A current Ih1 indicates a current flowing through the printing element substrate 201₁ when printing is performed by the printing element array of the printing element substrate 201₁. A current Ih2 indicates a current flowing through the printing element substrate 201₂ when printing is performed by the printing element array of the printing element substrate 201₂. In this case, a voltage drop in the resistance Ra can be represented by Ra×Ih1, and a voltage drop in the resistance Rc can be represented by Rc×Ih2. On the other hand, a voltage drop in the resistance Rb can be represented by Rb×(Ih1−Ih2). That is, as illustrated in FIG. 4, in an arrangement where node B is grounded, the potential of node A becomes higher than 0 [V] when Ih1>Ih2, and becomes lower than 0 [V] when Ih1<Ih2. Also, when Ih1=Ih2, the potential of node A becomes 0 [V]. Note that node B is grounded in this arrangement. However, the present invention is not limited to this arrangement. For example, when node B is fixed to another reference potential, the potential of node A becomes higher or lower than the reference potential depending on the magnitude relationship between the above-described Ih1 and Ih2.

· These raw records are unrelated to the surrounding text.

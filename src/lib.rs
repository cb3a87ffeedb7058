//! inhook - webhook inspector
//!
//! Captures arbitrary HTTP requests sent to per-session URLs and streams them
//! live to the session's observer over WebSocket.

#![deny(unsafe_op_in_unsafe_fn)]
#![warn(missing_docs, clippy::all, clippy::pedantic, clippy::cargo)]
#![allow(
    clippy::module_name_repetitions,
    clippy::must_use_candidate,
    clippy::field_reassign_with_default,
    clippy::multiple_crate_versions
)]

pub mod capture;
pub mod config;
pub mod error;
pub mod network;
pub mod recording;

pub use error::{DeliveryFailure, InhookError, Result};
//! Configuration types for inhook

use serde::{Deserialize, Serialize};
use std::net::SocketAddr;

use crate::recording::DEFAULT_OBSERVER_BUFFER;
use crate::{InhookError, Result};

/// Main configuration
#[derive(Debug, Clone, Default, Serialize, Deserialize)]
pub struct Config {
    /// Listener and public addressing
    #[serde(default)]
    pub server: ServerConfig,
    /// Resource limits
    #[serde(default)]
    pub limits: LimitsConfig,
}

/// Listener configuration
#[derive(Debug, Clone, Serialize, Deserialize)]
pub struct ServerConfig {
    /// Address the HTTP listener binds to
    #[serde(default = "default_listen_addr")]
    pub listen_addr: SocketAddr,
    /// Base URL advertised in session capture URLs
    ///
    /// Derived from `listen_addr` when absent.
    #[serde(default)]
    pub public_url: Option<String>,
    /// Create one session at startup so the service is usable immediately
    #[serde(default = "default_true")]
    pub bootstrap_session: bool,
}

fn default_listen_addr() -> SocketAddr {
    SocketAddr::from(([0, 0, 0, 0], 8080))
}

fn default_true() -> bool {
    true
}

impl Default for ServerConfig {
    fn default() -> Self {
        Self {
            listen_addr: default_listen_addr(),
            public_url: None,
            bootstrap_session: true,
        }
    }
}

/// Resource limits
///
/// Inbound requests are never capped; only observer fan-out is bounded.
#[derive(Debug, Clone, Serialize, Deserialize)]
pub struct LimitsConfig {
    /// Events buffered per observer before forwards are dropped
    #[serde(default = "default_observer_buffer")]
    pub observer_buffer: usize,
}

fn default_observer_buffer() -> usize {
    DEFAULT_OBSERVER_BUFFER
}

impl Default for LimitsConfig {
    fn default() -> Self {
        Self {
            observer_buffer: default_observer_buffer(),
        }
    }
}

impl Config {
    /// Load configuration from TOML file
    ///
    /// # Errors
    ///
    /// Returns error if file cannot be read or parsed
    pub fn from_file(path: &std::path::Path) -> Result<Self> {
        let content = std::fs::read_to_string(path)
            .map_err(|e| InhookError::ConfigError(format!("Failed to read config file: {e}")))?;

        let config: Self = toml::from_str(&content)
            .map_err(|e| InhookError::ConfigError(format!("Failed to parse config: {e}")))?;

        config.validate()?;
        Ok(config)
    }

    /// Validate configuration
    ///
    /// # Errors
    ///
    /// Returns error if configuration is invalid
    pub fn validate(&self) -> Result<()> {
        if let Some(url) = &self.server.public_url {
            if !(url.starts_with("http://") || url.starts_with("https://")) {
                return Err(InhookError::ConfigError(format!(
                    "public_url must start with http:// or https://: {url}"
                )));
            }
        }

        if self.limits.observer_buffer == 0 {
            return Err(InhookError::ConfigError(
                "observer_buffer must be > 0".to_string(),
            ));
        }

        Ok(())
    }

    /// Base URL that session capture URLs are built from, without a trailing slash
    #[must_use]
    pub fn public_url(&self) -> String {
        match &self.server.public_url {
            Some(url) => url.trim_end_matches('/').to_string(),
            None => {
                let addr = self.server.listen_addr;
                // An unspecified bind address is not reachable as a URL host
                let host = if addr.ip().is_unspecified() {
                    "localhost".to_string()
                } else if addr.is_ipv6() {
                    format!("[{}]", addr.ip())
                } else {
                    addr.ip().to_string()
                };
                format!("http://{host}:{}", addr.port())
            }
        }
    }
}

#[cfg(test)]
mod tests {
    use super::*;
    use std::io::Write;
    use tempfile::NamedTempFile;

    #[test]
    fn test_config_parse() {
        let config_toml = r#"
            [server]
            listen_addr = "127.0.0.1:9000"
            public_url = "https://hooks.example.com/"

            [limits]
            observer_buffer = 8
        "#;

        let config: Config = toml::from_str(config_toml).unwrap();
        assert_eq!(config.server.listen_addr.port(), 9000);
        assert!(config.server.bootstrap_session);
        assert_eq!(config.limits.observer_buffer, 8);
        assert_eq!(config.public_url(), "https://hooks.example.com");
    }

    #[test]
    fn test_config_defaults() {
        let config: Config = toml::from_str("").unwrap();
        assert_eq!(config.server.listen_addr, default_listen_addr());
        assert_eq!(config.limits.observer_buffer, DEFAULT_OBSERVER_BUFFER);
        assert_eq!(config.public_url(), "http://localhost:8080");
    }

    #[test]
    fn test_public_url_from_listen_addr() {
        let mut config = Config::default();
        config.server.listen_addr = "127.0.0.1:3000".parse().unwrap();
        assert_eq!(config.public_url(), "http://127.0.0.1:3000");

        config.server.listen_addr = "[::1]:3000".parse().unwrap();
        assert_eq!(config.public_url(), "http://[::1]:3000");
    }

    #[test]
    fn test_config_from_file() {
        let mut file = NamedTempFile::new().unwrap();
        let config_toml = r#"
            [server]
            bootstrap_session = false
        "#;
        file.write_all(config_toml.as_bytes()).unwrap();

        let config = Config::from_file(file.path()).unwrap();
        assert!(!config.server.bootstrap_session);
    }

    #[test]
    fn test_invalid_public_url() {
        let config_toml = r#"
            [server]
            public_url = "ftp://example.com"
        "#;

        let config: Config = toml::from_str(config_toml).unwrap();
        assert!(config.validate().is_err());
    }

    #[test]
    fn test_invalid_zero_observer_buffer() {
        let mut config = Config::default();
        config.limits.observer_buffer = 0;
        assert!(config.validate().is_err());
    }

    #[test]
    fn test_connection_cap_is_not_configurable() {
        let config_toml = r#"
            [limits]
            max_connections = 1
        "#;

        // Unknown keys are ignored; nothing limits inbound connections
        let config: Config = toml::from_str(config_toml).unwrap();
        assert_eq!(config.limits.observer_buffer, DEFAULT_OBSERVER_BUFFER);
    }
}
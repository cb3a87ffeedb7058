//! Network layer for inhook
//!
//! Serves the session API, the capture endpoint and observer WebSockets over
//! hyper. Observer sockets live on tasks owned by the server so shutdown can
//! close them.

mod handler;
mod http;
mod websocket;

pub use handler::{AppState, NetworkHandler};
pub use http::{HttpHandler, Route};
pub use websocket::WebSocketHandler;

/// Graceful shutdown timeout
pub const SHUTDOWN_TIMEOUT_MS: u64 = 5000;
//! Batak language-learning backend
//!
//! - Axum HTTP + WebSocket API for lesson sessions
//! - Exercise renderer for six challenge types
//! - Admin CRUD over the course tree and word bank (in-memory store)
//! - Static SPA fallback (./static/index.html)
//!
//! Important env variables:
//!   PORT          : u16 (default 3000)
//!   CONTENT_PATH  : path to a TOML content bank loaded at startup
//!   LOAD_SEED     : "false" skips the built-in Batak course (default: load it)
//!   LOG_LEVEL     : tracing filter, e.g. "debug" or full directives
//!   LOG_FORMAT    : "pretty" (default) or "json"

mod telemetry;
mod util;
mod error;
mod domain;
mod store;
mod config;
mod seeds;
mod render;
mod session;
mod state;
mod protocol;
mod routes;

use std::{net::SocketAddr, sync::Arc};
use tokio::net::TcpListener;
use tracing::{info, instrument};

use crate::routes::build_router;
use crate::state::AppState;

#[instrument(level = "info", skip_all)]
#[tokio::main]
async fn main() -> Result<(), Box<dyn std::error::Error>> {
  telemetry::init_tracing();

  // Shared state: content store (seed + content bank) and the session registry.
  let state = Arc::new(AppState::new());

  let app = build_router(state.clone());

  let addr: SocketAddr = std::env::var("PORT")
    .ok()
    .and_then(|p| p.parse::<u16>().ok())
    .map(|port| SocketAddr::from(([0, 0, 0, 0], port)))
    .unwrap_or_else(|| SocketAddr::from(([0, 0, 0, 0], 3000)));

  let listener = TcpListener::bind(addr).await?;
  info!(target: "batak_backend", %addr, "HTTP server listening");
  axum::serve(listener, app)
    .with_graceful_shutdown(shutdown_signal())
    .await?;
  info!(target: "batak_backend", "Server stopped");
  Ok(())
}

async fn shutdown_signal() {
  if let Err(e) = tokio::signal::ctrl_c().await {
    tracing::error!(target: "batak_backend", error = %e, "Failed to listen for shutdown signal");
  }
}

FIG. 5 is a timing chart in the example of the arrangement in FIG. 4 (especially the currents Ih1 and Ih2, and the value of a potential V_A of node A) in periods T1 to T4. Note that the respective signals (HE, LT, CLK, and DATA) in FIG. 5 input to the printing element substrate 201 via the driving signal line 105 are the same as those in FIGS. 3A and 3B, and a description thereof will be omitted. Note that the currents Ih1 and Ih2 change depending on the number of printing elements driven on the printing element substrate 201₁ and that on the printing element substrate 201₂, respectively. For example, in the period T1, the potential V_A becomes higher than 0 [V] since Ih1>Ih2. The same also applies to the period T2. However, the potential V_A becomes lower than in the period T1 because the difference between the currents Ih1 and Ih2 is smaller than that in the period T1. On the other hand, in the period T3, the potential V_A becomes lower than 0 [V] since Ih1<Ih2. In the period T4, the potential V_A becomes 0 [V] since Ih1=Ih2.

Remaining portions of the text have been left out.